Collected data entries
*** Begin section ***
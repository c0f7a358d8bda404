//! Homebrew driver (§4.4): parallelizable, never requires sudo.

use crate::errors::AppError;
use crate::process::{PathLookup, ProcessRunner};
use crate::updater::Updater;
use async_trait::async_trait;
use devsync_common::config::ManagerConfig;
use devsync_common::sysupdate::{ManagerUpdateResult, PackageChange};
use regex::Regex;
use std::sync::{Arc, Mutex};
use tokio_util::sync::CancellationToken;

pub struct BrewUpdater {
    process: Arc<dyn ProcessRunner>,
    path_lookup: Arc<dyn PathLookup>,
    config: Mutex<ManagerConfig>,
}

impl BrewUpdater {
    pub fn new(process: Arc<dyn ProcessRunner>, path_lookup: Arc<dyn PathLookup>) -> Self {
        Self {
            process,
            path_lookup,
            config: Mutex::new(ManagerConfig::default()),
        }
    }
}

/// Best-effort parse of `brew upgrade` lines of the form `name old -> new`.
fn parse_upgrade_output(stdout: &str) -> Vec<PackageChange> {
    let re = Regex::new(r"^(\S+)\s+(\S+)\s*->\s*(\S+)$").unwrap();
    stdout
        .lines()
        .filter_map(|line| {
            re.captures(line.trim()).map(|c| PackageChange {
                name: c[1].to_string(),
                current_version: Some(c[2].to_string()),
                new_version: Some(c[3].to_string()),
            })
        })
        .collect()
}

#[async_trait]
impl Updater for BrewUpdater {
    fn name(&self) -> &str {
        "brew"
    }

    fn display_name(&self) -> &str {
        "Homebrew"
    }

    fn is_available(&self) -> bool {
        self.path_lookup.find("brew").is_some()
    }

    fn configure(&self, cfg: ManagerConfig) {
        *self.config.lock().unwrap() = cfg;
    }

    async fn update(
        &self,
        ctx: &CancellationToken,
        dry_run: bool,
    ) -> Result<ManagerUpdateResult, AppError> {
        if dry_run {
            return Ok(ManagerUpdateResult {
                message: "would run: brew update && brew upgrade".to_string(),
                ..Default::default()
            });
        }

        self.process
            .run_checked(ctx, None, "brew", &["update".to_string()])
            .await?;
        let upgrade = self
            .process
            .run_checked(ctx, None, "brew", &["upgrade".to_string()])
            .await?;

        let packages = parse_upgrade_output(&upgrade.stdout);
        Ok(ManagerUpdateResult {
            message: "brew update complete".to_string(),
            updated_count: packages.len(),
            packages,
            failed_count: 0,
            errors: Vec::new(),
        })
    }
}

#[cfg(test)]
mod tests {
    use super::*;
    use crate::process::FakeProcessRunner;

    struct Found;
    impl PathLookup for Found {
        fn find(&self, _program: &str) -> Option<std::path::PathBuf> {
            Some(std::path::PathBuf::from("/opt/homebrew/bin/brew"))
        }
    }

    #[test]
    fn parses_arrow_lines() {
        let stdout = "==> Upgrading 2 outdated packages:\nfoo 1.0 -> 2.0\nbar 1.2.3 -> 1.3.0\n";
        let packages = parse_upgrade_output(stdout);
        assert_eq!(packages.len(), 2);
        assert_eq!(packages[0].name, "foo");
        assert_eq!(packages[1].new_version.as_deref(), Some("1.3.0"));
    }

    #[tokio::test]
    async fn real_run_invokes_update_then_upgrade() {
        let process = Arc::new(FakeProcessRunner::new());
        process.push_success("");
        process.push_success("foo 1.0 -> 2.0\n");
        let updater = BrewUpdater::new(process.clone(), Arc::new(Found));
        let ctx = CancellationToken::new();
        let result = updater.update(&ctx, false).await.unwrap();
        assert_eq!(result.updated_count, 1);
    }
}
*** End section ***
Copy out each line from the preceding entries that mentions the word "AppError".

Answer section
use crate::errors::AppError;
    ) -> Result<ManagerUpdateResult, AppError> {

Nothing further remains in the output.